Stored data:
--- START ---
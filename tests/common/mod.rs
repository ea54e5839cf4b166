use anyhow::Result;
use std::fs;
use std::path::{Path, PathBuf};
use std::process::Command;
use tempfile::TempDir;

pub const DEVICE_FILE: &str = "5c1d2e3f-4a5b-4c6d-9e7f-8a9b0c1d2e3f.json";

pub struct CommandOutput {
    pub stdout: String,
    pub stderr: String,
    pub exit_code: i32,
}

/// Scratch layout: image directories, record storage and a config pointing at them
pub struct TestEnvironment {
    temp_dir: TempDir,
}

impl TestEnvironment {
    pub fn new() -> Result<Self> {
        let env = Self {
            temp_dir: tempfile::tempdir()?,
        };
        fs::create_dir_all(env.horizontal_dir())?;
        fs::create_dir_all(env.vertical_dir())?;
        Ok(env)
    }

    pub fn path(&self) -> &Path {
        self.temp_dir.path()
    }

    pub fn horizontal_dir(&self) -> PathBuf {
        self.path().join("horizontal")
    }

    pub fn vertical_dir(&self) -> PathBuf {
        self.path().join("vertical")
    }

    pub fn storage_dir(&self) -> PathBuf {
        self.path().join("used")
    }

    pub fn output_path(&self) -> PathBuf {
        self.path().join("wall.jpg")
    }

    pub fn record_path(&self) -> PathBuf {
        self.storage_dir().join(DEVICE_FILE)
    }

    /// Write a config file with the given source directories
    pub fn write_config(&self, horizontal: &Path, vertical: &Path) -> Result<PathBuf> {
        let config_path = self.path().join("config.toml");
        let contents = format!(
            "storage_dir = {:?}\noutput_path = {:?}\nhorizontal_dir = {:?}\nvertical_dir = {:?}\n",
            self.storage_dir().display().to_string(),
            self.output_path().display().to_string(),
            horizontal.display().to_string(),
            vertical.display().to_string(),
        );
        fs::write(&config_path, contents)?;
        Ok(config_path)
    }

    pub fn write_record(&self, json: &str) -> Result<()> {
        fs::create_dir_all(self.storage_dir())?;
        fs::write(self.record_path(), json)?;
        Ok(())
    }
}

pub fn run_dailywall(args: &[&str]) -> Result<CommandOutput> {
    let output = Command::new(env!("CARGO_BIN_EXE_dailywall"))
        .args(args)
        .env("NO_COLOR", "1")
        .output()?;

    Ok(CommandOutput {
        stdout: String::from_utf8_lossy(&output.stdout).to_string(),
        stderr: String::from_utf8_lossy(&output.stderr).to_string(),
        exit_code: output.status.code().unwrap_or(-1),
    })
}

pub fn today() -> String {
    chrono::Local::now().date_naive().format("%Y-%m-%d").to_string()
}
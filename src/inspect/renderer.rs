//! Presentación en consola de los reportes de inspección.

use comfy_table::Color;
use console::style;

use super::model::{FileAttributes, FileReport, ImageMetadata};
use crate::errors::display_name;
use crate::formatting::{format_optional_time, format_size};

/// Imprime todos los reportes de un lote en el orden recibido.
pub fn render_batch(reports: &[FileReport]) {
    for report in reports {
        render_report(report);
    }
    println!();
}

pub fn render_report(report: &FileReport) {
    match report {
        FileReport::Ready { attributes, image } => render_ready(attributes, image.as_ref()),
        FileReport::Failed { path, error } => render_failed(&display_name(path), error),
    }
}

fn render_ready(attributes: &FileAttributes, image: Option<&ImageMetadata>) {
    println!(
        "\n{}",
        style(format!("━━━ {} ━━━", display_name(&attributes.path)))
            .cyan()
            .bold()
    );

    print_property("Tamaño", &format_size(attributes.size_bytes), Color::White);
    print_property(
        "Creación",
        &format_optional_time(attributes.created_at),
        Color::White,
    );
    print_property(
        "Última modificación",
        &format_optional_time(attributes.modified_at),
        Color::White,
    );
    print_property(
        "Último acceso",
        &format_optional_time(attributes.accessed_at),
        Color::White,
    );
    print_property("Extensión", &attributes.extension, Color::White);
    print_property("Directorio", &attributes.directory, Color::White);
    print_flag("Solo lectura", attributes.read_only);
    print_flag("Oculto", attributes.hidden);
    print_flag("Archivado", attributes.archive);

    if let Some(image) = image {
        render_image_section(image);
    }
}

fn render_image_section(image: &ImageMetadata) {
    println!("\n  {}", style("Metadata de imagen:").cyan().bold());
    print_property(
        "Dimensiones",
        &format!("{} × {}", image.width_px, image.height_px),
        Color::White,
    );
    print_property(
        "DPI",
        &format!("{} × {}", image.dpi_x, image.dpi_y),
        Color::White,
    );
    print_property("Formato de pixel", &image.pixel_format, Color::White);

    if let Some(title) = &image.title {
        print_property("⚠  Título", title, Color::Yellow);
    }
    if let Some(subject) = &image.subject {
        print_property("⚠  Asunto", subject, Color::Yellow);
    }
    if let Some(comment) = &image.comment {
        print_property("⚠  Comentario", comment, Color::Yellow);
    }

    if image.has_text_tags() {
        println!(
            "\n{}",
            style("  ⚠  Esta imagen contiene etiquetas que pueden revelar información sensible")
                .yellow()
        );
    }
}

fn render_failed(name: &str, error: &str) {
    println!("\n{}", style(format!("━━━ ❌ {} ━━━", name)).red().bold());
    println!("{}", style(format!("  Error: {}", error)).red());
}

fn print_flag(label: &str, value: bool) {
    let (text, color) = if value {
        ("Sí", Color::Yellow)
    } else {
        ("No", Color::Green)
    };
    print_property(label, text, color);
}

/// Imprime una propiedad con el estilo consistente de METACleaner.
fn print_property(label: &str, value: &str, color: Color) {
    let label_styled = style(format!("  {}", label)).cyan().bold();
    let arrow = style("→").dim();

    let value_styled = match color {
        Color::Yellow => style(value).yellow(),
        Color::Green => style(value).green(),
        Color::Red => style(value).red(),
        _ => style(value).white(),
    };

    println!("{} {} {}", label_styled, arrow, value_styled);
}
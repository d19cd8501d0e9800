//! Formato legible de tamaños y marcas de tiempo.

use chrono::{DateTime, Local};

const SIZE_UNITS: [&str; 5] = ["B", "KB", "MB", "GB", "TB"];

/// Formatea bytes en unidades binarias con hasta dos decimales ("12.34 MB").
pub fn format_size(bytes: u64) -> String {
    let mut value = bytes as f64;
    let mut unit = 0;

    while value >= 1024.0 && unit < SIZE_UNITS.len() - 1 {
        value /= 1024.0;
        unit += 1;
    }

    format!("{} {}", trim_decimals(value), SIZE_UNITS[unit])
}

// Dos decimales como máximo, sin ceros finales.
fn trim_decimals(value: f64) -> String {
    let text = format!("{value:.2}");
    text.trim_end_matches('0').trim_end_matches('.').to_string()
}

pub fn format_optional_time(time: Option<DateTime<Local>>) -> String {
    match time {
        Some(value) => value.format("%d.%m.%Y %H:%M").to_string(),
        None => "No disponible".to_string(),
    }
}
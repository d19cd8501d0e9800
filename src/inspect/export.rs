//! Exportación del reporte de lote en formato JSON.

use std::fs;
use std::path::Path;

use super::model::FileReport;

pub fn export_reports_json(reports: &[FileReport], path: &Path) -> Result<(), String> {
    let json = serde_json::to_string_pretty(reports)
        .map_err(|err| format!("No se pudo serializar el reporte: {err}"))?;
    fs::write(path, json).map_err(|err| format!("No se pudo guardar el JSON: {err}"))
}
--- END ---
Filter the entries and keep only the lines holding "pudo".

### Exercise solution
        .map_err(|err| format!("No se pudo serializar el reporte: {err}"))?;
    fs::write(path, json).map_err(|err| format!("No se pudo guardar el JSON: {err}"))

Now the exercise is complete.